The universe’s first stars could have formed as early as 100 million years after the universe formed. These early stars were probably big, hot, and short-lived, and probably created many of the universe’s heavy elements in their cores or in epic explosions at the end of their lives.
Now a research team published a new analysis of a distant quasar and the cloud around it in which they claim to have used a new technique to find proof of one of these early stars. Observations taken with the Gemini North telescope located near the summit of Hawaii’s Maunakea provided the data needed to produce a chemical analysis of the cloud surrounding this quasar.
The analysis found that the cloud has ten times more iron atoms for each magnesium atom as the Sun does. This unusually high iron-to-magnesium ratio could indicate that an early star that was 300 times more massive than the Sun resided there.
The analysis’ co-authors, Yuzuru Yoshii and Hiroaki Sameshima of the University of Tokyo, developed a new method for estimating the abundance of elements in and around distant objects like the target quasar. With this method, scientists could detect the cosmic “footprint” of supernovas by studying the chemical signatures left behind. They say they will continue to refine their method by taking readings of other distant objects.
Why is this a big deal?
Cosmologists gained a good grasp of the largely homogenous early universe from the cosmic microwave background radiation generated about 400,000 years after the big bang. Matter was evenly distributed. There were no “large round clumps,” like stars or planets, that had sucked up a considerable amount of the surrounding matter.
A billion years after the big bang, quasars existed. Quasars are supermassive black holes like the one at the center of the Milky Way Galaxy that can be detected by the highly energetic streams of matter that get ejected when they feed on a lot of matter. Early galaxies also existed. What changed in between these two times?
One possibility: The early “primordial soup” – the homogenous, evenly distributed matter in the universe – began to develop clumps like milk that had been left to sit out for way too long. Small clumps eventually absorbed enough matter to become bigger clumps. But they did it nearly invisibly – as the universe expanded, it cooled and the microwaves redshifted into longer waves, making it difficult for cosmologists to know exactly what happened between the start of the “primordial soup” period and the time the first stars started appearing.
Common cosmological models indicate that the clumps evolved into small systems capable of forming stars as early as 100 million years after the big bang. Most of these systems, called protogalaxies, could have consisted of mostly dark matter mixed in with the “normal” matter that scientific instruments like the Hubble Space Telescope or the twin Gemini telescopes can more easily detect.
Early stars likely formed most of the heavy elements in the universe when they died.
Hydrogen and helium already existed when the first stars formed.

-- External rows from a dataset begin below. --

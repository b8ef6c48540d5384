// Character system
//
// This module contains every actor that takes part in combat:
// - Shared entity core (health, hit boxes, knockback, movement)
// - Player and enemy behavior
// - Animation state machine and sprite-sheet clip tables
// - Actor stats
// - The entity manager that runs the per-tick pipeline

pub mod animation;
pub mod enemy;
pub mod entity;
pub mod manager;
pub mod player;
pub mod state;
pub mod stats;

// Re-export commonly used types
pub use animation::{AnimationController, AnimationFrame, ClipDef, ClipTable};
pub use enemy::Enemy;
pub use entity::{Actor, Entity, MoveResult, TargetView};
pub use manager::{ActorId, EnemyId, EntityManager};
pub use player::{ControlState, Player};
pub use state::{AnimationState, Direction};
pub use stats::{ActorStats, EnemyBehavior, FeetProbe};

Population III stars – a term for the earliest stars in the universe – would have almost purely consisted of these two “lightweight” elements. Then they formed most of the heavier elements that astronomers call “metals” – a catchall term used in astronomy to indicate elements that are heavier than hydrogen and helium.
The sort-of-backwards counting scheme indicates that Population II stars were slightly metals-rich stars that came after Population III, and Population I is the most recent generation of stars that have the most metals.

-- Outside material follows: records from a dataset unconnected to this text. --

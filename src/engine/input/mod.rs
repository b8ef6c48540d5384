// Keyboard and mouse input
//
// winit events go through `InputConfig` to become `Action`s, `PlayerInput`
// tracks them per frame, and `InputManager::controls` hands the result to
// the simulation as a `ControlState`. Call `InputManager::update` once a
// frame has been simulated so edges are not reported twice.

pub mod action;
pub mod config;
pub mod manager;
pub mod player;

pub use action::{Action, InputSource};
pub use config::InputConfig;
pub use manager::InputManager;
pub use player::PlayerInput;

A study published in The Astrophysical Journal in May 2019 indicates that the deaths of the Population III stars were brilliant, possibly asymmetrical, major sources of heavy metals that formed in the blasts, and powerful enough to possibly blow metals into other galaxies in jets of matter. As part of their research, the study’s authors studied a rare Population II star that contained a surprisingly low amount of iron and also contained a large quantity of another surprising element – zinc.
According to previous models, a lot of the iron that would have formed in the core of a Population III star probably got trapped in the black hole that it formed when it died. Most of the zinc would have, as well. However, the zinc could have escaped such a fate by getting blasted off in jets caused by an aspherical explosion. The researchers’ modeling also indicated that the supernova could have been 5 to 10 times as powerful as previously expected.
The Population III stars’ lifespans were probably short with incredibly violent deaths. Yuzuru Yoshii and Hiroaki Sameshima say they found a new method of detecting them – or at least finding evidence that a Population III star was there in clouds of dust surrounding the most distant quasars.